14.06.2018
Weiqiang Lin is Assistant Professor at the Department of Geography, National University of Singapore, invited by the research center MRTE
Abstract: This talk interrogates the production of airspace as infrastructure in Singapore, taking into account the city-state’s geographical emplacement in Southeast Asia. It joins aeromobilities research in re-understanding air transport as a socially produced fact of life, but contends, at the same time, that existing scholarship can adopt a keener sensitivity to the way aviation’s infrastructures are non-uniformly created around the world. First, I note the tendency of aeromobilities—and, more generally, mobilities—research to nearly exclusively focus on empirical paradigms emanating from North America, Scandinavia, and parts of Western Europe. Second, I highlight the relative lack of attention to (aero)mobilities’ specific routes of formation, and, within these, the possible interactions among plural geographies. I suggest that these shortcomings have blunted (aero)mobilities research’s critical edge, by silencing the asymmetries of making move in a variety of contexts.

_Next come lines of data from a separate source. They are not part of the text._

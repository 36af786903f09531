//! Transaction retry configuration
//!
//! Contains RetryConfig, also used as the `[retry]` section of `buildseq.toml`.

use serde::{Deserialize, Serialize};
use std::time::Duration;

// ============================================================================
// Retry Configuration
// ============================================================================

/// Configuration for transaction retry behavior
///
/// Retries apply to optimistic conflicts only: another transaction advanced
/// the series between our reads and our commit.
///
/// # Example
/// ```ignore
/// let config = RetryConfig {
///     max_retries: 5,
///     base_delay_ms: 10,
///     max_delay_ms: 200,
/// };
/// db.transaction_with_retry(series, config, |txn| { ... })?;
/// ```
#[derive(Debug, Clone, PartialEq, Eq, Serialize, Deserialize)]
#[serde(default)]
pub struct RetryConfig {
    /// Maximum number of retry attempts (0 = no retries)
    pub max_retries: usize,
    /// Base delay between retries in milliseconds (exponential backoff)
    pub base_delay_ms: u64,
    /// Maximum delay between retries in milliseconds
    pub max_delay_ms: u64,
}

impl Default for RetryConfig {
    fn default() -> Self {
        Self {
            max_retries: 3,
            base_delay_ms: 10,
            max_delay_ms: 100,
        }
    }
}

impl RetryConfig {
    /// Create a new RetryConfig with default values
    pub fn new() -> Self {
        Self::default()
    }

    /// Create a RetryConfig with no retries
    pub fn no_retry() -> Self {
        Self {
            max_retries: 0,
            ..Default::default()
        }
    }

    /// Set maximum number of retries
    pub fn with_max_retries(mut self, max_retries: usize) -> Self {
        self.max_retries = max_retries;
        self
    }

    /// Set base delay for exponential backoff
    pub fn with_base_delay_ms(mut self, base_delay_ms: u64) -> Self {
        self.base_delay_ms = base_delay_ms;
        self
    }

    /// Set maximum delay between retries
    pub fn with_max_delay_ms(mut self, max_delay_ms: u64) -> Self {
        self.max_delay_ms = max_delay_ms;
        self
    }

    /// Delay before retry number `attempt` (0-based), capped at `max_delay_ms`
    pub fn calculate_delay(&self, attempt: usize) -> Duration {
        let shift = attempt.min(63);
        let multiplier = 1u64 << shift;
        let delay_ms = self.base_delay_ms.saturating_mul(multiplier);
        Duration::from_millis(delay_ms.min(self.max_delay_ms))
    }
}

Drawing on assemblage theory, this presentation propounds a more relational understanding of (aero)mobile infrastructures. Informed by a wide range of investigative methods, including interviews, archival research and participant observation, it uses Singapore as an example to chart four different airspace constellations: namely, aircraft cabins, airline route networks, aerial capacities, and air territories. I evince how these formations, though nominally familiar, are compositionally different in the Southeast Asian context. They figure as contingent and contested re-assemblings of dominant types, filtered through established cultural norms, laws, technologies, and institutional set-ups that order the global aviation industry. These insights instruct a need to historicise how infrastructural spaces are produced, as well as point to the pertinence of learning about the latent geopolitics connecting different, and differently positioned, spaces and assemblages.